• Directions for this task: From the records below, copy out each line that has the word "colored".

----- Data provided

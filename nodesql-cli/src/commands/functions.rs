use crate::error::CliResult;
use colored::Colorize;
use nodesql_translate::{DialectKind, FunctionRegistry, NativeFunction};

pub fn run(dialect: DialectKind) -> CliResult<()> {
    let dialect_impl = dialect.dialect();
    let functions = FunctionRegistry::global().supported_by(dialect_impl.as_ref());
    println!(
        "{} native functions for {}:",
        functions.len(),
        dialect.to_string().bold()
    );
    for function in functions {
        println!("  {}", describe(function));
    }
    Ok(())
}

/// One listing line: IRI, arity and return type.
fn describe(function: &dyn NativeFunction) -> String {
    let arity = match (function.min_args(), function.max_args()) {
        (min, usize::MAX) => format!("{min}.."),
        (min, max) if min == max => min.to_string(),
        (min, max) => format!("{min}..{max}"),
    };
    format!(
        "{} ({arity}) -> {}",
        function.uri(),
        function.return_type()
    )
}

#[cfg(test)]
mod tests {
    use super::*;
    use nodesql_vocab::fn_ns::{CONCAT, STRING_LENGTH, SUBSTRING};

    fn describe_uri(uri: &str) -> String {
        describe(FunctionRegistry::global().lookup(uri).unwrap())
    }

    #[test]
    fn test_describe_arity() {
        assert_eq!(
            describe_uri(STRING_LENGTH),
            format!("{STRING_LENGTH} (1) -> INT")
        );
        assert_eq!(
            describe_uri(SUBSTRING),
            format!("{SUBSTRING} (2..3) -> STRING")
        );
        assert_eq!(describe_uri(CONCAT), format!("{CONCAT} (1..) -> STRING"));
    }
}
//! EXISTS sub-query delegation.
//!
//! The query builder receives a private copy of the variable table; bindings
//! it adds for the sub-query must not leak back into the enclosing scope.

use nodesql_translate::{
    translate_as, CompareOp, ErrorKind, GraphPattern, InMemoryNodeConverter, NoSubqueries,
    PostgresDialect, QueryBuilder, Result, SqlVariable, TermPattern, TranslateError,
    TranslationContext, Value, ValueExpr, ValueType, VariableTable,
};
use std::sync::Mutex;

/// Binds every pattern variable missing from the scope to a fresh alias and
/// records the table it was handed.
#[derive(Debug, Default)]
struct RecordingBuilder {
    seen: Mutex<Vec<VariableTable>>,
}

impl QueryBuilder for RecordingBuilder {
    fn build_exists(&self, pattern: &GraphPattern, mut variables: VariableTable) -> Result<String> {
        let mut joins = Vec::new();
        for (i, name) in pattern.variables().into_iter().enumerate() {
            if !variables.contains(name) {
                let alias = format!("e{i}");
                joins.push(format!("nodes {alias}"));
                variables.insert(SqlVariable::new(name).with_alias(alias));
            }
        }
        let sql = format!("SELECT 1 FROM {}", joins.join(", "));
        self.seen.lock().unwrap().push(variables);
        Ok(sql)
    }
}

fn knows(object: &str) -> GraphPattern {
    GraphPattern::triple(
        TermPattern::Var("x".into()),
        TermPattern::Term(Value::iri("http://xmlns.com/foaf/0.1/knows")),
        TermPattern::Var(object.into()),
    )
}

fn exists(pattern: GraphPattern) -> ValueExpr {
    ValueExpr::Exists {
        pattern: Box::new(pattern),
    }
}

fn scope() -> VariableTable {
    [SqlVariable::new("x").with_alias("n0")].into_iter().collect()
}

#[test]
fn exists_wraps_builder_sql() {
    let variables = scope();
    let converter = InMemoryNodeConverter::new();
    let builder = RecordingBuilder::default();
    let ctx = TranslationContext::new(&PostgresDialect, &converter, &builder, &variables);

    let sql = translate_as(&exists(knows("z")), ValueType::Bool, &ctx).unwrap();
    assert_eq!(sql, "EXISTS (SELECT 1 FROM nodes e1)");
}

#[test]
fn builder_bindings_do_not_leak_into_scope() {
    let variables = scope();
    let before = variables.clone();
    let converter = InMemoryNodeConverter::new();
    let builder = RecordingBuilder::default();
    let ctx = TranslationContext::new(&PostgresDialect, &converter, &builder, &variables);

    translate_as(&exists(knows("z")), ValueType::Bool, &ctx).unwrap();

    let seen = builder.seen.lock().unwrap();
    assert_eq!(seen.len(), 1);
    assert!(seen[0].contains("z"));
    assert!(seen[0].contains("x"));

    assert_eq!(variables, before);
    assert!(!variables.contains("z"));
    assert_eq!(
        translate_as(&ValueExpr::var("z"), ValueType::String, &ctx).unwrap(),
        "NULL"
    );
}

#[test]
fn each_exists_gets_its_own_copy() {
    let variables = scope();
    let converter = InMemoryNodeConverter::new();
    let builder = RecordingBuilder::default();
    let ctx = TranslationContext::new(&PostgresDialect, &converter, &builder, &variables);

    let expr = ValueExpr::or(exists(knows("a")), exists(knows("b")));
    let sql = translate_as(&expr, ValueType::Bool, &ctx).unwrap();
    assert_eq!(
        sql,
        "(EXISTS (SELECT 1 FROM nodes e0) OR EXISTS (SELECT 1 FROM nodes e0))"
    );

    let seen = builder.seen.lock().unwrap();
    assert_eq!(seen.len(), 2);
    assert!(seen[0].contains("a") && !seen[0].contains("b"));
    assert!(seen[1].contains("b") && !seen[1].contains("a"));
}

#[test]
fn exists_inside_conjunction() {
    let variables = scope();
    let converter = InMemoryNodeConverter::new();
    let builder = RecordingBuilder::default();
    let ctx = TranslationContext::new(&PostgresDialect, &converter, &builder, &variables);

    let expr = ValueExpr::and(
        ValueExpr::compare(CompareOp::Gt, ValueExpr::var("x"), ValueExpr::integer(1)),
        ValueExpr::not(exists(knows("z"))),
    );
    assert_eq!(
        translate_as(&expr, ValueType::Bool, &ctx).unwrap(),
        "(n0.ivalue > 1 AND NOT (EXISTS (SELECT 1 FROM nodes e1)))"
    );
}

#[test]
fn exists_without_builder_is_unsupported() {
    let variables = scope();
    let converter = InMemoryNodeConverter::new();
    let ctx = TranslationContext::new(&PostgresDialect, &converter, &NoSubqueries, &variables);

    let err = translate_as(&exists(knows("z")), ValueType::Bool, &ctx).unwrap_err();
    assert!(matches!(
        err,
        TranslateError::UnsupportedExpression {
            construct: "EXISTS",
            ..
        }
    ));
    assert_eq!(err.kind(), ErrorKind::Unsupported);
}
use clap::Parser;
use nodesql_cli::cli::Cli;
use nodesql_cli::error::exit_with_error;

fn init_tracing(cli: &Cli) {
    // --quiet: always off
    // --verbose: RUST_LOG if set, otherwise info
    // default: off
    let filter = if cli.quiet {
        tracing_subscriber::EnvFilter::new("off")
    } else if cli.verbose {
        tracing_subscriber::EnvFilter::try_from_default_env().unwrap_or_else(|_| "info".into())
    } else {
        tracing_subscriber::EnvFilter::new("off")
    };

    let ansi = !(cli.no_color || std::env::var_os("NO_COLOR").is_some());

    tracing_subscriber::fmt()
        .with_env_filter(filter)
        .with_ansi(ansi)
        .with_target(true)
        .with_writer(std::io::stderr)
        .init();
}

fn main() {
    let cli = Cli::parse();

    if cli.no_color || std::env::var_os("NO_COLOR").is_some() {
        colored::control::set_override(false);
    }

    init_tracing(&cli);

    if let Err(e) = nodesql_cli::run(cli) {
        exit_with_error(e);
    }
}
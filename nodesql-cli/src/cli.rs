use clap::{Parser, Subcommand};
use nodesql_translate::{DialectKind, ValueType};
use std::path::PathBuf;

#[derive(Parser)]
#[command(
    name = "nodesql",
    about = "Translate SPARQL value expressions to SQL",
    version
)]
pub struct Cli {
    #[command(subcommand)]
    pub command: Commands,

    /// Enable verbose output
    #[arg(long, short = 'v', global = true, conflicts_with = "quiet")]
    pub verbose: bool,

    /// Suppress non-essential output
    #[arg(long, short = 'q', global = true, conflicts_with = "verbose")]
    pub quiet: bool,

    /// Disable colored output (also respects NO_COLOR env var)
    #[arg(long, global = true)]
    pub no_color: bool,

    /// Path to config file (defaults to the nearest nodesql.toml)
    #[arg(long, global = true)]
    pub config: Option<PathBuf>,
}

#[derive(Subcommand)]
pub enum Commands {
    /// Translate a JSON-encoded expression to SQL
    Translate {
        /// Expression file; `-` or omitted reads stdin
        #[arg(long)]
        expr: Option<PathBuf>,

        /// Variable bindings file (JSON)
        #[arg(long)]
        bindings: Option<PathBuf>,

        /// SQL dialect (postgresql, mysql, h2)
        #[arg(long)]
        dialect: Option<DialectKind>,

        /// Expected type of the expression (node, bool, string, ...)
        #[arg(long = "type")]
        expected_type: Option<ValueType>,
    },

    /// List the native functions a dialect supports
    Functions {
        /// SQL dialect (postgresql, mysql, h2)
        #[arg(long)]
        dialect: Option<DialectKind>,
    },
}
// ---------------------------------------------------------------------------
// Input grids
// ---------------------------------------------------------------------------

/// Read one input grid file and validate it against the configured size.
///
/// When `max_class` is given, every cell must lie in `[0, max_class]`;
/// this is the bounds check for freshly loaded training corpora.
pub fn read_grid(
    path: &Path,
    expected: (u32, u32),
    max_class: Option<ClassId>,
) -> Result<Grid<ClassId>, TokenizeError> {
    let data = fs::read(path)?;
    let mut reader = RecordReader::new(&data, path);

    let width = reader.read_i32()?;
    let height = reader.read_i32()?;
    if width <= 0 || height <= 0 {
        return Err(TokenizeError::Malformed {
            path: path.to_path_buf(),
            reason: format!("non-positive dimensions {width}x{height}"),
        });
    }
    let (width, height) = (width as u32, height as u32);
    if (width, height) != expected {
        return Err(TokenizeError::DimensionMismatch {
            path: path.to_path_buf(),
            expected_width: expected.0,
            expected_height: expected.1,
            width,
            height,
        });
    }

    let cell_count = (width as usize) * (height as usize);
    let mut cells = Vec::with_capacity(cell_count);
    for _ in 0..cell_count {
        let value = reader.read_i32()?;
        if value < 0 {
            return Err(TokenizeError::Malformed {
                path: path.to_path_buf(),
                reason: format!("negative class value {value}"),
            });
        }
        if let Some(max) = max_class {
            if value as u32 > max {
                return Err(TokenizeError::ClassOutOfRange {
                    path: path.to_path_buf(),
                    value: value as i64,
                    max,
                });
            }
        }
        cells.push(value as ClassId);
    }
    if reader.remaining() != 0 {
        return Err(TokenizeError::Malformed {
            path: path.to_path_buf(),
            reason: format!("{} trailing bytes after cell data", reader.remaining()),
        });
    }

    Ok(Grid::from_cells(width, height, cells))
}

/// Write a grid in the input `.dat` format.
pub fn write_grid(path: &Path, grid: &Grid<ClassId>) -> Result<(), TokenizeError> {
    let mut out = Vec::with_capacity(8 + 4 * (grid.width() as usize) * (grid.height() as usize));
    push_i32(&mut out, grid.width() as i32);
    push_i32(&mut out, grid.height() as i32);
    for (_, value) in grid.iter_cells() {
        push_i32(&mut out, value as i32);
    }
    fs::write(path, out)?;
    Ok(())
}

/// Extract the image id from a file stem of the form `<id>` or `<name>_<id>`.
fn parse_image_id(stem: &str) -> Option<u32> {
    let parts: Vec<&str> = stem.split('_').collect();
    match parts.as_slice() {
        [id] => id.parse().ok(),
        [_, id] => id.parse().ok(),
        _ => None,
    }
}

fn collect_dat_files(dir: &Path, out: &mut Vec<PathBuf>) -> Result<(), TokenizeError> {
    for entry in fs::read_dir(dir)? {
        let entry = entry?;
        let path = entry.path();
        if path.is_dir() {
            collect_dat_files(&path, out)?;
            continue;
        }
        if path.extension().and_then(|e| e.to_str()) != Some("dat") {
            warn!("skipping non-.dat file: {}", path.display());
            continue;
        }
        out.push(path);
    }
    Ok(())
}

----------

• Completed exercise:
use colored::Colorize;
        colored::control::set_override(false);
    /// Disable colored output (also respects NO_COLOR env var)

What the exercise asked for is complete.